As for our study, the interobserver reliability of the TLICS was higher than substantial agreement for all the categories, and the interobserver reliability showed higher than substantial agreement for all the categories, except that the total score showed moderate agreement (k = 0.576), and our results were found to be better than the results reported by Whang et al. [23]. Until now, the k-value required for a clinically reliable classification system has been determined to be higher than 0.55 [24], and when considering the opinion of Oner et al. [25] that the standard is too strict to apply to a classification system for traumatic vertebral fracture, our results could be considered to show excellent reliability. In addition, the results of our study was found to be excellent as compared with the intraobserver and interobserver reliability of the Denis classification system and the AO classification system reported by Oner et al. [8] and Wood et al. [9], respectively.

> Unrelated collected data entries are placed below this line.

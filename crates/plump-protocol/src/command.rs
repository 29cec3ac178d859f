//! Outbound lines: the handshake reply and player commands.
//!
//! Everything the bridge writes upstream is a single `\n`-terminated
//! line, so any text that would embed a line break is rejected here.

use crate::error::ProtocolError;

/// Prefix the server expects in front of a player name.
const NAME_PREFIX: char = '|';

/// A single command line for the game server (a guess or a card index).
#[derive(Debug, Clone, PartialEq, Eq, Hash)]
pub struct Command(String);

impl Command {
    /// A trick-count guess.
    pub fn guess(value: usize) -> Self {
        Self(value.to_string())
    }

    /// Play the card at `index` in the player's hand.
    pub fn play(index: usize) -> Self {
        Self(index.to_string())
    }

    /// The command text without the trailing newline.
    pub fn as_str(&self) -> &str {
        &self.0
    }

    /// Wire bytes: the command text followed by one `\n`.
    pub fn encode(&self) -> Vec<u8> {
        let mut bytes = Vec::with_capacity(self.0.len().saturating_add(1));
        bytes.extend_from_slice(self.0.as_bytes());
        bytes.push(b'\n');
        bytes
    }
}

impl std::fmt::Display for Command {
    fn fmt(&self, f: &mut std::fmt::Formatter<'_>) -> std::fmt::Result {
        f.write_str(&self.0)
    }
}

/// Check that a player name can be sent as a handshake reply.
///
/// # Errors
///
/// Returns [`ProtocolError::InvalidCommand`] if the name is blank or
/// contains a line break.
pub fn validate_player_name(name: &str) -> Result<&str, ProtocolError> {
    if name.trim().is_empty() {
        return Err(ProtocolError::InvalidCommand(
            "player name is empty".to_owned(),
        ));
    }
    if contains_line_break(name) {
        return Err(ProtocolError::InvalidCommand(format!(
            "player name {name:?} contains a line break"
        )));
    }
    Ok(name)
}

/// Handshake reply for the server's name prompt: `|<name>\n`.
pub fn handshake_reply(name: &str) -> Vec<u8> {
    format!("{NAME_PREFIX}{name}\n").into_bytes()
}

fn contains_line_break(text: &str) -> bool {
    text.contains(['\n', '\r'])
}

In other words, when establishing a treatment plan through the TLICS, as compared with the treatment method that was actually applied to patients, the validity of the decision-making for surgery was satisfactory for the percent correct, the sensitivity and the specificity. Nevertheless, the specificity was relatively low (90%), which might have resulted from the fact that the choice of treatment method varied depending on the preference of clinicians in some cases. Indeed, in our study we administered operative treatments for the burst fracture with the invasion of a bony fragment to the spinal canal reaching 50% that were without injury in the PLC and neurologic symptoms (TLICS total score = 2), and for the cases of burst fracture associated with fracture in the lamina or fracture in the adjacent spinous process and these case were without neurologic symptoms and injury in the PLC (TLICS total score = 2) (Figs. 3 and 4). In addition, for the cases that injury in the PLC is not apparent and it is only suspected, operative treatment may be preferred depending on the clinician's opinion. Further evaluation is required when considering that the previous classification systems were unrelated to the selection of treatment plans and the studies on the validity of selecting treatment plans were meager as compared with the studies conducted on the reliability of TLICS.
Conclusions
The ideal classification system of thoracolumbar injury should be comprehensive, easy to apply, it ensures sufficient reliability and reproducibility, and it should be of help to determine the degree of injury and for deciding the treatment plan. Furthermore, the ideal classification system should be helpful for determining the prognosis. The TLICS showed excellent interobserver and intraobserver reliability as well as satisfactory validity for selecting a treatment plan. Therefore, it could be considered a superior classification system that is applicable in clinical practice, as compared with the previous classification systems.